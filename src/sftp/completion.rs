//! Completion predicates
//!
//! A pull is only considered done once its [`CompletionCheck`] accepts the
//! transferred [`FileManifest`]. Checks are plain shared functions so callers
//! can plug in their own rule next to the built-in marker checks.

use std::fmt;
use std::sync::Arc;

use chrono::{DateTime, Local};

use super::client::FileManifest;
use crate::config::CompletionRule;

type CheckFn = dyn Fn(&FileManifest) -> bool + Send + Sync;

#[derive(Clone)]
pub struct CompletionCheck {
    label: String,
    check: Arc<CheckFn>,
}

impl CompletionCheck {
    pub fn from_fn<F>(label: impl Into<String>, check: F) -> Self
    where
        F: Fn(&FileManifest) -> bool + Send + Sync + 'static,
    {
        Self {
            label: label.into(),
            check: Arc::new(check),
        }
    }

    /// Complete once any file name contains `marker` (case-insensitive)
    pub fn marker(marker: impl Into<String>) -> Self {
        let marker = marker.into();
        Self::from_fn(format!("marker {}", marker), move |manifest| {
            manifest.contains_marker(&marker)
        })
    }

    /// Complete once a file named `<prefix><yyyyMMddHH>` for the current
    /// local hour has arrived.
    pub fn hourly_marker(prefix: impl Into<String>) -> Self {
        let prefix = prefix.into();
        Self::from_fn(format!("hourly marker {}<yyyyMMddHH>", prefix), move |manifest| {
            manifest.contains_marker(&hourly_marker_name(&prefix, Local::now()))
        })
    }

    /// Complete as soon as a pull succeeds
    pub fn any() -> Self {
        Self::from_fn("any", |_| true)
    }

    pub fn is_complete(&self, manifest: &FileManifest) -> bool {
        (self.check)(manifest)
    }

    pub fn label(&self) -> &str {
        &self.label
    }
}

impl fmt::Debug for CompletionCheck {
    fn fmt(&self, f: &mut fmt::Formatter<'_>) -> fmt::Result {
        f.debug_struct("CompletionCheck")
            .field("label", &self.label)
            .finish()
    }
}

impl From<&CompletionRule> for CompletionCheck {
    fn from(rule: &CompletionRule) -> Self {
        match rule {
            CompletionRule::Marker { name } => Self::marker(name.clone()),
            CompletionRule::HourlyMarker { prefix } => Self::hourly_marker(prefix.clone()),
            CompletionRule::Any => Self::any(),
        }
    }
}

/// Marker name for the hour containing `now`
pub fn hourly_marker_name(prefix: &str, now: DateTime<Local>) -> String {
    format!("{}{}", prefix, now.format("%Y%m%d%H"))
}
//! Remote transfer capability
//!
//! The retry engine never talks to SSH directly. It opens a [`RemoteSession`]
//! through an injected [`TransferClient`], pulls or removes, and closes the
//! session before the next attempt.

use std::path::PathBuf;

use async_trait::async_trait;
use serde::Serialize;

use super::error::SftpError;
use super::mask::FileMask;
use crate::config::EndpointConfig;

/// Ordered list of remote files transferred in one attempt
#[derive(Debug, Clone, Default, PartialEq, Eq, Serialize)]
pub struct FileManifest {
    files: Vec<String>,
}

impl FileManifest {
    pub fn new(files: Vec<String>) -> Self {
        Self { files }
    }

    pub fn files(&self) -> &[String] {
        &self.files
    }

    pub fn into_files(self) -> Vec<String> {
        self.files
    }

    pub fn len(&self) -> usize {
        self.files.len()
    }

    pub fn is_empty(&self) -> bool {
        self.files.is_empty()
    }

    pub fn iter(&self) -> std::slice::Iter<'_, String> {
        self.files.iter()
    }

    /// Case-insensitive substring search for a marker file name
    pub fn contains_marker(&self, marker: &str) -> bool {
        let marker = marker.to_lowercase();
        self.files
            .iter()
            .any(|f| f.to_lowercase().contains(&marker))
    }
}

impl From<Vec<String>> for FileManifest {
    fn from(files: Vec<String>) -> Self {
        Self::new(files)
    }
}

impl FromIterator<String> for FileManifest {
    fn from_iter<I: IntoIterator<Item = String>>(iter: I) -> Self {
        Self::new(iter.into_iter().collect())
    }
}

impl<'a> IntoIterator for &'a FileManifest {
    type Item = &'a String;
    type IntoIter = std::slice::Iter<'a, String>;

    fn into_iter(self) -> Self::IntoIter {
        self.files.iter()
    }
}

/// What one pull should fetch
#[derive(Debug, Clone)]
pub struct PullRequest {
    /// Remote directory, absolute or relative to the login directory
    pub remote_directory: String,
    /// Local directory files are written into
    pub local_directory: PathBuf,
    /// Filter applied to each remote file
    pub file_mask: FileMask,
    /// Delete each remote original once it is written locally
    pub remove_originals: bool,
}

/// Opens sessions against a remote endpoint
#[async_trait]
pub trait TransferClient: Send + Sync {
    async fn open(&self, endpoint: &EndpointConfig) -> Result<Box<dyn RemoteSession>, SftpError>;
}

/// One open remote session
#[async_trait]
pub trait RemoteSession: Send {
    /// Copy every matching file from the remote directory to the local one
    async fn pull(&mut self, request: &PullRequest) -> Result<FileManifest, SftpError>;

    /// Delete the files matching `path_and_mask` and return their paths
    async fn remove(&mut self, path_and_mask: &str) -> Result<Vec<String>, SftpError>;

    async fn close(&mut self) -> Result<(), SftpError>;
}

□ □ □

Quote exactly the stretch of lines above that starts at the first one and ends at the line with "#[derive(Clone)]", and nothing beyond it.

**Response to the task**
filename src/sftp/completion.rs
//! Completion predicates
//!
//! A pull is only considered done once its [`CompletionCheck`] accepts the
//! transferred [`FileManifest`]. Checks are plain shared functions so callers
//! can plug in their own rule next to the built-in marker checks.

use std::fmt;
use std::sync::Arc;

use chrono::{DateTime, Local};

use super::client::FileManifest;
use crate::config::CompletionRule;

type CheckFn = dyn Fn(&FileManifest) -> bool + Send + Sync;

#[derive(Clone)]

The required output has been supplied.